Tinker Tailor Soldier Spy

The 1979 BBC adaptation of John Le Carré’s novel mystified a nation – but also featured one of the greatest performances ever seen on the small screen. The Guardian.

Tinker Tailor Sildier SpyWhy was this classic series thought to be so impenetrable, mysterious beyond comprehension, and even boring? I myself never found it to be any of these things. Over the years I have watched it again and again on DVD, sometimes binging its entirety at one sitting, and have never ever found it to be anything other than totally compelling.

There is very little in the way of violent action. An exception to the unfortunate Jim Prideaux trapped in a Czechoslovakian forest, the episode lacking any actual blood splattering the small screen. It is a sinister comedy of manners. This it makes the eventual murder of the detained and soon to be exiled 'Mole' even more shocking.

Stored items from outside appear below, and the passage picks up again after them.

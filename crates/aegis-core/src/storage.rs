//! Key-value storage backing the session bridge.
//!
//! Token material is persisted as flat string keys (provider-namespaced, see
//! `session`). `FileStore` keeps the map in `<base>/tokens.json` with
//! restricted permissions (0600). Token values are never logged in full.

use std::collections::BTreeMap;
use std::fs::{self, OpenOptions};
use std::io::Write;
use std::path::PathBuf;
use std::sync::Mutex;

use anyhow::{Context, Result};

/// String key-value store used for token persistence.
///
/// Two instances back a `SessionBridge`: a persistent store (the browser
/// original's `localStorage`) and a short-lived scratch store
/// (`sessionStorage`). Errors are propagated here; the bridge decides where
/// failures degrade to "not authenticated" instead.
pub trait KeyValueStore: Send + Sync {
    /// Returns the value for `key`, or `None` if absent.
    ///
    /// # Errors
    /// Returns an error if the backing storage is unavailable.
    fn get(&self, key: &str) -> Result<Option<String>>;

    /// Sets `key` to `value`.
    ///
    /// # Errors
    /// Returns an error if the backing storage is unavailable.
    fn set(&self, key: &str, value: &str) -> Result<()>;

    /// Removes `key` if present.
    ///
    /// # Errors
    /// Returns an error if the backing storage is unavailable.
    fn remove(&self, key: &str) -> Result<()>;

    /// Returns all stored keys.
    ///
    /// # Errors
    /// Returns an error if the backing storage is unavailable.
    fn keys(&self) -> Result<Vec<String>>;
}

/// In-process store. Used for tests and as the scratch (session-lifetime)
/// store of a bridge.
#[derive(Debug, Default)]
pub struct MemoryStore {
    entries: Mutex<BTreeMap<String, String>>,
}

impl MemoryStore {
    pub fn new() -> Self {
        Self::default()
    }

    fn entries(&self) -> std::sync::MutexGuard<'_, BTreeMap<String, String>> {
        self.entries
            .lock()
            .unwrap_or_else(std::sync::PoisonError::into_inner)
    }
}

impl KeyValueStore for MemoryStore {
    fn get(&self, key: &str) -> Result<Option<String>> {
        Ok(self.entries().get(key).cloned())
    }

    fn set(&self, key: &str, value: &str) -> Result<()> {
        self.entries().insert(key.to_string(), value.to_string());
        Ok(())
    }

    fn remove(&self, key: &str) -> Result<()> {
        self.entries().remove(key);
        Ok(())
    }

    fn keys(&self) -> Result<Vec<String>> {
        Ok(self.entries().keys().cloned().collect())
    }
}

/// File-backed store: a flat JSON object rewritten on every mutation.
#[derive(Debug)]
pub struct FileStore {
    path: PathBuf,
}

impl FileStore {
    /// Creates a store persisting at `path`. The file is created lazily on
    /// first write.
    pub fn new(path: PathBuf) -> Self {
        Self { path }
    }

    /// Loads the map from disk. Returns an empty map if the file doesn't
    /// exist.
    fn load(&self) -> Result<BTreeMap<String, String>> {
        if !self.path.exists() {
            return Ok(BTreeMap::new());
        }

        let contents = fs::read_to_string(&self.path)
            .with_context(|| format!("Failed to read token store from {}", self.path.display()))?;

        serde_json::from_str(&contents)
            .with_context(|| format!("Failed to parse token store from {}", self.path.display()))
    }

    /// Saves the map to disk with restricted permissions (0600).
    fn save(&self, entries: &BTreeMap<String, String>) -> Result<()> {
        if let Some(parent) = self.path.parent() {
            fs::create_dir_all(parent)
                .with_context(|| format!("Failed to create directory {}", parent.display()))?;
        }

        let contents =
            serde_json::to_string_pretty(entries).context("Failed to serialize token store")?;

        // Write with restricted permissions
        #[cfg(unix)]
        {
            use std::os::unix::fs::OpenOptionsExt;
            let mut file = OpenOptions::new()
                .write(true)
                .create(true)
                .truncate(true)
                .mode(0o600)
                .open(&self.path)
                .with_context(|| format!("Failed to open {} for writing", self.path.display()))?;
            file.write_all(contents.as_bytes())
                .with_context(|| format!("Failed to write to {}", self.path.display()))?;
        }

        #[cfg(not(unix))]
        {
            fs::write(&self.path, contents)
                .with_context(|| format!("Failed to write to {}", self.path.display()))?;
        }

        Ok(())
    }
}

impl KeyValueStore for FileStore {
    fn get(&self, key: &str) -> Result<Option<String>> {
        Ok(self.load()?.get(key).cloned())
    }

    fn set(&self, key: &str, value: &str) -> Result<()> {
        let mut entries = self.load()?;
        entries.insert(key.to_string(), value.to_string());
        self.save(&entries)
    }

    fn remove(&self, key: &str) -> Result<()> {
        let mut entries = self.load()?;
        if entries.remove(key).is_some() {
            self.save(&entries)?;
        }
        Ok(())
    }

    fn keys(&self) -> Result<Vec<String>> {
        Ok(self.load()?.keys().cloned().collect())
    }
}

You need to have been born and reared in England to really appreciate the subtle indicators of class, the assumptions of elites at that time, mannerisms and accents, the markers The English learn to unconsciously recognize almost from birth.

Why the criticism of something that required concentration and immersion? In retrospect, a substantial sector of the British press had never been to happy about people indulging in thought and analysis. They just might start to realize the high percentage of lies and distortion fed to them on a daily basis. The name of the game was and still is to protect the top layers from undue scrutiny and never mind the casualties. The unfortunate Stephen Ward a very apposite example. Since Murdoch commenced trashing the English press, most of what we see now is garbage intended to satisfy a minimum attention span. Fodder for a purposely under educated population.

Tinker Tailor Soldier Spy was of its time, but contemporary England, I say England deliberately, is once again under the uncaring control of elites identical in many respects to those portrayed. Prep-schooled. Public-Schooled. Oxbridged. The same delusions of exceptionalism and Imperial grandeur.

Smiley questions the now exposed Bill Haydon - "Why?" His treachery was perhaps inexcusable, but in essence his explanation was accurate, "After World War Two some unfulfilled hopes. It was not to be. No credibility in the world. We have become America's streetwalker."